<<<<
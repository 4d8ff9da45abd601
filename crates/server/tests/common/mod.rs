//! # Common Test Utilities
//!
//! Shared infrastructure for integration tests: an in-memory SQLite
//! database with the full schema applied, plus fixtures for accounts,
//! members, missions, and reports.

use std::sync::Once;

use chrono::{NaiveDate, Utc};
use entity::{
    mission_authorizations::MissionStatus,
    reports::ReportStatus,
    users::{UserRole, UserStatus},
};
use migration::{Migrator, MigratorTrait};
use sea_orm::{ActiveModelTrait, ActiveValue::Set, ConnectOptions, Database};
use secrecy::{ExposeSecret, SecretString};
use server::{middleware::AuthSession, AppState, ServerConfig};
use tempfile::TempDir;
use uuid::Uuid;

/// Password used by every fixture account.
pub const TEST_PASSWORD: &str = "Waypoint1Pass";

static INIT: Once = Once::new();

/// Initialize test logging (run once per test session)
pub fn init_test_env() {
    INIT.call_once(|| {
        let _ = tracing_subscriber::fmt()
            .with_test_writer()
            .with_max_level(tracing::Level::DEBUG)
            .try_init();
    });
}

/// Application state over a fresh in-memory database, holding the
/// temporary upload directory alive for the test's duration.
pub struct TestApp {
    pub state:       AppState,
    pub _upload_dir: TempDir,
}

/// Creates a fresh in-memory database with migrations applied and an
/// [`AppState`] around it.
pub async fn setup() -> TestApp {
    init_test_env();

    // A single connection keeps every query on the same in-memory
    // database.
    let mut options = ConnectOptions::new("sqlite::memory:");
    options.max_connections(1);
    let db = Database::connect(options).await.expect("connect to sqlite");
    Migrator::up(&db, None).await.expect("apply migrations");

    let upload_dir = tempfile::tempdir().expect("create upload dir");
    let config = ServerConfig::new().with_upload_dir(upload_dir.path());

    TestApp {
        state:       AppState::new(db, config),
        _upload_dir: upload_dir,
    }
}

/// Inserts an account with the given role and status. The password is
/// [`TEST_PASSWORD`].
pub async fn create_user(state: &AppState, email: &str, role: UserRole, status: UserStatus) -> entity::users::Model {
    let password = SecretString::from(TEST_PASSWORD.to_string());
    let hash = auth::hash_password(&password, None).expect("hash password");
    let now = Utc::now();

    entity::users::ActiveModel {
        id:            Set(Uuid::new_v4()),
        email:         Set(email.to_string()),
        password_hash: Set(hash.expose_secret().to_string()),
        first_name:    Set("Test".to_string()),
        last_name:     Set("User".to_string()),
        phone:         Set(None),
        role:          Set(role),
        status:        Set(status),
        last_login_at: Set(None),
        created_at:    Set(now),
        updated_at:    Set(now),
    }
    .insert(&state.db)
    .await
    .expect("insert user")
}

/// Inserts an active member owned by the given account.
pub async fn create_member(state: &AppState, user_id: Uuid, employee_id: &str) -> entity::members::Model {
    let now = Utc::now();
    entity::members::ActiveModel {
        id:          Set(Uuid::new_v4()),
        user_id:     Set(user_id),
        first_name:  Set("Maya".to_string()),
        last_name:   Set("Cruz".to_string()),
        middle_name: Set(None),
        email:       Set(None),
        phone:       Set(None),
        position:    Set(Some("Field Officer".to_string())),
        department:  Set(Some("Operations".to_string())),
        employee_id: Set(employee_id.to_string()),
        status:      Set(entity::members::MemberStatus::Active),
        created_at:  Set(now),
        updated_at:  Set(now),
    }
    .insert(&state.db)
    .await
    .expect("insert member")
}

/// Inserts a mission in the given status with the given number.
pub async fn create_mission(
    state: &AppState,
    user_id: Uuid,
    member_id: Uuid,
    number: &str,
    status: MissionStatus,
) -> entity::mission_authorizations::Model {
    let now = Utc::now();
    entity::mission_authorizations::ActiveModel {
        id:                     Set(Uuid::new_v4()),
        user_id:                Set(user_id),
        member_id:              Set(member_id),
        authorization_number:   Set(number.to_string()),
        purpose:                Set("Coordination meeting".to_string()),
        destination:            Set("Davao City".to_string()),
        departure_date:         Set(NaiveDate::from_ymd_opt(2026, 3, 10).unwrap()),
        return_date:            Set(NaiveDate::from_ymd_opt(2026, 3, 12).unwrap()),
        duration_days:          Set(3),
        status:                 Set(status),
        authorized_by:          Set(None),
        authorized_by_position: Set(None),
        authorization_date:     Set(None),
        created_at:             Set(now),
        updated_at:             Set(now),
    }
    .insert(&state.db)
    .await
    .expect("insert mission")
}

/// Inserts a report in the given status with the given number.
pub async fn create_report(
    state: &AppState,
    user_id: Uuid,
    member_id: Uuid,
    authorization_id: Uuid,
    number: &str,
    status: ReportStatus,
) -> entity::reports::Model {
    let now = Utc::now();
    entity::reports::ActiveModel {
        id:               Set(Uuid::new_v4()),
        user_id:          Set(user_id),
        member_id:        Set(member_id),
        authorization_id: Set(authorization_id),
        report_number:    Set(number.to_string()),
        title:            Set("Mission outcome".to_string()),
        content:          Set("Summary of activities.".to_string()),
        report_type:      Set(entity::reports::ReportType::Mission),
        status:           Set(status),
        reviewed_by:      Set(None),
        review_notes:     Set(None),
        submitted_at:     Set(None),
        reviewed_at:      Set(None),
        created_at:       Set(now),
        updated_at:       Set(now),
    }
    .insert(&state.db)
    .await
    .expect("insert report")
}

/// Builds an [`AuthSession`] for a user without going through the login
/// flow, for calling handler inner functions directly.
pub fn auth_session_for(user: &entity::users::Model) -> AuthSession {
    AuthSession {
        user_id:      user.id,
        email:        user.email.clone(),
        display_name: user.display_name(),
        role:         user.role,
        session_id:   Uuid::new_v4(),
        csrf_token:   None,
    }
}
>>>>
Every line above that holds the string "ConnectOptions" should be copied into the answer.

§ Expected answer:
use sea_orm::{ActiveModelTrait, ActiveValue::Set, ConnectOptions, Database};
    let mut options = ConnectOptions::new("sqlite::memory:");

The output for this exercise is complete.